Our services are delivered through our Centres of Expertise – distinct areas of world-class products and services that help customers determine what they need and where. 

Malaysia’s leading data centre player, AIMS is one of your key business partnerships in the region: what are the key benefits that stem from this relationship?

HP: AIMS and Emerson Network Power share a long-standing and strong working relationship. AIMS first approached Emerson in 2005, when it decided to give its 10-year old data centre facility a major upgrade. Emerson Network Power stepped in and provided AIMS with a full-suite of data centre solution which made its data centre build more efficient, allowing AIMS to achieve ROI within 18 to 24 months and reduce energy consumption costs by 20 percent.
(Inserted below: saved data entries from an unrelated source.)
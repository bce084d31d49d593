use std::collections::BTreeSet;

use crate::{
    tx_log::{BinDeltaImage, BinImage, BinSlotImage, Lsn, NULL_LSN},
    types::{DbId, NodeId, TxnId},
};

/// The uncommitted write sitting in a slot, with what the slot was
/// before the transaction touched it.
#[derive(Debug, Clone, Copy, PartialEq, Eq)]
pub struct PendingWrite {
    pub txn_id: TxnId,
    pub abort_lsn: Lsn,
    pub abort_known_deleted: bool,
    pub abort_log_size: u32,
}

#[derive(Debug, Clone)]
pub struct BinSlot {
    pub key: u64,
    pub lsn: Lsn,
    pub log_size: u32,
    pub known_deleted: bool,

    // record value, faulted from the log when `None`
    pub data: Option<Vec<u8>>,
    pub pending: Option<PendingWrite>,
}

impl BinSlot {
    pub fn new(key: u64, lsn: Lsn, log_size: u32, known_deleted: bool) -> Self {
        Self {
            key,
            lsn,
            log_size,
            known_deleted,
            data: None,
            pending: None,
        }
    }

    /// The slot as of its last commit, `None` if the record was created
    /// by a transaction that hasn't committed yet.
    pub fn committed_image(&self) -> Option<BinSlotImage> {
        match self.pending {
            None => Some(BinSlotImage {
                key: self.key,
                lsn: self.lsn,
                known_deleted: self.known_deleted,
            }),
            Some(p) if p.abort_lsn.is_null() => None,
            Some(p) => Some(BinSlotImage {
                key: self.key,
                lsn: p.abort_lsn,
                known_deleted: p.abort_known_deleted,
            }),
        }
    }

    pub fn pending_txn(&self) -> Option<TxnId> {
        self.pending.map(|p| p.txn_id)
    }
}

/// Bottom internal node, the `(key, record LSN)` pairs of a key range.
pub struct Bin {
    slots: Vec<BinSlot>,

    pub(crate) last_full_lsn: Lsn,
    pub(crate) last_full_size: u32,
    pub(crate) last_delta_lsn: Lsn,
    pub(crate) last_delta_size: u32,
    pub(crate) n_deltas: u32,

    // keys changed since the last full image
    pub(crate) delta_keys: BTreeSet<u64>,

    // a slot was removed, a delta can't express that
    pub(crate) prohibit_delta: bool,
}

impl Bin {
    pub fn new() -> Self {
        Self {
            slots: Vec::new(),
            last_full_lsn: NULL_LSN,
            last_full_size: 0,
            last_delta_lsn: NULL_LSN,
            last_delta_size: 0,
            n_deltas: 0,
            delta_keys: BTreeSet::new(),
            prohibit_delta: false,
        }
    }

    pub fn from_image(image: &BinImage, lsn: Lsn, size: u32) -> Self {
        let mut bin = Self::new();
        bin.slots = image
            .slots
            .iter()
            .map(|s| BinSlot::new(s.key, s.lsn, 0, s.known_deleted))
            .collect();
        bin.last_full_lsn = lsn;
        bin.last_full_size = size;
        bin
    }

    /// Rebuild from a delta and the full image it refers to.
    pub fn from_delta(full: &BinImage, full_size: u32, delta: &BinDeltaImage, lsn: Lsn, size: u32) -> Self {
        let image = delta.apply(full);
        let mut bin = Self::from_image(&image, delta.last_full_lsn, full_size);
        bin.last_delta_lsn = lsn;
        bin.last_delta_size = size;
        bin.n_deltas = delta.n_deltas;
        bin.delta_keys = delta.slots.iter().map(|s| s.key).collect();
        bin
    }

    pub fn len(&self) -> usize {
        self.slots.len()
    }

    pub fn is_empty(&self) -> bool {
        self.slots.is_empty()
    }

    pub fn slots(&self) -> &[BinSlot] {
        &self.slots
    }

    pub fn id_key(&self) -> u64 {
        self.slots.first().map_or(0, |s| s.key)
    }

    pub fn get(&self, key: u64) -> Option<&BinSlot> {
        match self.slots.binary_search_by_key(&key, |s| s.key) {
            Ok(i) => Some(&self.slots[i]),
            Err(_) => None,
        }
    }

    pub fn get_mut(&mut self, key: u64) -> Option<&mut BinSlot> {
        match self.slots.binary_search_by_key(&key, |s| s.key) {
            Ok(i) => Some(&mut self.slots[i]),
            Err(_) => None,
        }
    }

    /// Insert or replace the slot of `slot.key`.
    pub fn put(&mut self, slot: BinSlot) {
        self.delta_keys.insert(slot.key);
        match self.slots.binary_search_by_key(&slot.key, |s| s.key) {
            Ok(i) => self.slots[i] = slot,
            Err(i) => self.slots.insert(i, slot),
        }
    }

    pub fn remove(&mut self, key: u64) -> Option<BinSlot> {
        match self.slots.binary_search_by_key(&key, |s| s.key) {
            Ok(i) => {
                self.prohibit_delta = true;
                self.delta_keys.remove(&key);
                Some(self.slots.remove(i))
            }
            Err(_) => None,
        }
    }

    pub fn has_pending(&self) -> bool {
        self.slots.iter().any(|s| s.pending.is_some())
    }

    pub fn full_image(&self, node_id: NodeId, db_id: DbId) -> BinImage {
        BinImage {
            node_id,
            db_id,
            slots: self.slots.iter().filter_map(|s| s.committed_image()).collect(),
        }
    }

    pub fn delta_image(&self, node_id: NodeId, db_id: DbId) -> BinDeltaImage {
        BinDeltaImage {
            node_id,
            db_id,
            last_full_lsn: self.last_full_lsn,
            n_deltas: self.n_deltas + 1,
            slots: self
                .delta_keys
                .iter()
                .filter_map(|k| self.get(*k))
                .filter_map(|s| s.committed_image())
                .collect(),
        }
    }

    /// A delta is logged when few slots changed since the last full
    /// image and the delta chain is still short.
    pub fn should_log_delta(&self, delta_percent: usize, max_deltas: usize) -> bool {
        !self.prohibit_delta
            && !self.last_full_lsn.is_null()
            && (self.n_deltas as usize) < max_deltas
            && self.delta_keys.len() * 100 < self.slots.len() * delta_percent
    }

    /// Move the upper half of the slots into a new node. Returns the
    /// first key of the new node.
    pub fn split(&mut self) -> (u64, Bin) {
        let mid = self.slots.len() / 2;
        let upper = self.slots.split_off(mid);
        let split_key = upper[0].key;

        let mut sibling = Bin::new();
        sibling.delta_keys = upper.iter().map(|s| s.key).collect();
        sibling.slots = upper;

        self.delta_keys.retain(|k| *k < split_key);
        self.prohibit_delta = true;
        (split_key, sibling)
    }
}

impl Default for Bin {
    fn default() -> Self {
        Self::new()
    }
}
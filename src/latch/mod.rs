//! Short-hold, non-reentrant mutual exclusion for in-memory node state.
//!
//! Latches are never held across I/O or across a lock request. Callers
//! avoid latch deadlocks by acquiring latches top-down through the tree.

mod latch_table;
mod latched;
mod shared_latch;
mod spin_latch;

use std::{
    sync::{
        atomic::{AtomicU64, Ordering},
        Arc,
    },
    time::Duration,
};

use thiserror::Error;

pub use latch_table::LatchTable;
pub use latched::{LatchGuard, Latched};
pub use shared_latch::SharedLatch;
pub use spin_latch::SpinLatch;

/// Programmer errors of the latch protocol. These never mix with the
/// recoverable errors in `SmallError`.
#[derive(Debug, Error, Clone, PartialEq, Eq)]
pub enum LatchError {
    #[error("latch {0} already held by the current thread")]
    SelfHeld(String),

    #[error("latch {0} not held by the current thread")]
    NotHeld(String),

    #[error("latch {name} not acquired after {timeout:?}")]
    Timeout { name: String, timeout: Duration },
}

pub trait Latch: Send + Sync {
    fn name(&self) -> &str;

    /// Block until the latch is granted. Waiters are granted in FIFO
    /// order.
    fn acquire(&self) -> Result<(), LatchError>;

    /// Take the latch if it is free, never blocks.
    fn acquire_no_wait(&self) -> Result<bool, LatchError>;

    fn release(&self) -> Result<(), LatchError>;

    /// Release the latch if the current thread owns it, returns whether
    /// it did.
    fn release_if_owner(&self) -> bool;

    fn is_owner(&self) -> bool;

    fn is_held(&self) -> bool;

    fn n_waiters(&self) -> usize;

    fn stats(&self) -> LatchStats;
}

#[derive(Debug, Clone, Default, PartialEq, Eq)]
pub struct LatchStats {
    pub n_acquires_no_waiters: u64,
    pub n_acquires_with_contention: u64,
    pub n_acquire_no_wait_successful: u64,
    pub n_acquire_no_wait_unsuccessful: u64,
    pub n_acquires_self_owned: u64,
    pub n_releases: u64,
    pub n_timeouts: u64,
}

impl LatchStats {
    pub fn add(&mut self, other: &LatchStats) {
        self.n_acquires_no_waiters += other.n_acquires_no_waiters;
        self.n_acquires_with_contention += other.n_acquires_with_contention;
        self.n_acquire_no_wait_successful += other.n_acquire_no_wait_successful;
        self.n_acquire_no_wait_unsuccessful += other.n_acquire_no_wait_unsuccessful;
        self.n_acquires_self_owned += other.n_acquires_self_owned;
        self.n_releases += other.n_releases;
        self.n_timeouts += other.n_timeouts;
    }
}

#[derive(Default)]
pub(crate) struct LatchCounters {
    acquires_no_waiters: AtomicU64,
    acquires_with_contention: AtomicU64,
    acquire_no_wait_successful: AtomicU64,
    acquire_no_wait_unsuccessful: AtomicU64,
    acquires_self_owned: AtomicU64,
    releases: AtomicU64,
    timeouts: AtomicU64,
}

impl LatchCounters {
    pub(crate) fn no_waiters(&self) {
        self.acquires_no_waiters.fetch_add(1, Ordering::Relaxed);
    }

    pub(crate) fn contention(&self) {
        self.acquires_with_contention.fetch_add(1, Ordering::Relaxed);
    }

    pub(crate) fn no_wait(&self, successful: bool) {
        if successful {
            self.acquire_no_wait_successful.fetch_add(1, Ordering::Relaxed);
        } else {
            self.acquire_no_wait_unsuccessful
                .fetch_add(1, Ordering::Relaxed);
        }
    }

    pub(crate) fn self_owned(&self) {
        self.acquires_self_owned.fetch_add(1, Ordering::Relaxed);
    }

    pub(crate) fn release(&self) {
        self.releases.fetch_add(1, Ordering::Relaxed);
    }

    pub(crate) fn timeout(&self) {
        self.timeouts.fetch_add(1, Ordering::Relaxed);
    }

    pub(crate) fn snapshot(&self) -> LatchStats {
        LatchStats {
            n_acquires_no_waiters: self.acquires_no_waiters.load(Ordering::Relaxed),
            n_acquires_with_contention: self.acquires_with_contention.load(Ordering::Relaxed),
            n_acquire_no_wait_successful: self
                .acquire_no_wait_successful
                .load(Ordering::Relaxed),
            n_acquire_no_wait_unsuccessful: self
                .acquire_no_wait_unsuccessful
                .load(Ordering::Relaxed),
            n_acquires_self_owned: self.acquires_self_owned.load(Ordering::Relaxed),
            n_releases: self.releases.load(Ordering::Relaxed),
            n_timeouts: self.timeouts.load(Ordering::Relaxed),
        }
    }
}

#[derive(Debug, Clone, Copy, PartialEq, Eq)]
pub enum LatchKind {
    Shared,
    Spin,
}

/// Creates the latches of one environment, all of them reporting to
/// the same `LatchTable`.
#[derive(Clone)]
pub struct LatchFactory {
    kind: LatchKind,
    timeout: Option<Duration>,
    table: Arc<LatchTable>,
}

impl LatchFactory {
    pub fn new(kind: LatchKind, timeout: Option<Duration>, table: Arc<LatchTable>) -> Self {
        Self {
            kind,
            timeout,
            table,
        }
    }

    pub fn create(&self, name: &str) -> Box<dyn Latch> {
        match self.kind {
            LatchKind::Shared => Box::new(SharedLatch::new(
                name,
                self.timeout,
                Some(self.table.clone()),
            )),
            LatchKind::Spin => Box::new(SpinLatch::new(
                name,
                self.timeout,
                Some(self.table.clone()),
            )),
        }
    }

    pub fn table(&self) -> &Arc<LatchTable> {
        &self.table
    }
}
The above project was only a start. AIMS once again approached Emerson for its latest data centre build. As with the previous project, Emerson Network Power provided AIMS with its full suite of best-in-class solutions, making it resilient and scalable to meet future demands. The new data centre build enabling it to accommodate customer demands and requirements.

I understand that a key strategy of Emerson Network Power’s at present revolves around the ‘2025 data centre’?

HP: Emerson Network Power conducted the ‘Data Centre 2025’ global survey last year, which is an industry-wide initiative that gathered thought leaders from all corners of the data centre industry in order to explore potential visions for t​he data centre of the future. Emerson Network Power invited those who work with data centres – directly and indirectly – to participate by taking a survey or by sharing their thoughts in freeform.  More than 800 professionals from around the world took the survey and dozens more participated via email, interviews and videos. 

The results of the survey range from the expected—increased utilisation of the cloud—to the ambitious—largely solar-powered data centres with power densities exceeding 50 kW per rack. One thing was clear: Most experts believe the data centre as we know it will undergo massive changes over the next decade.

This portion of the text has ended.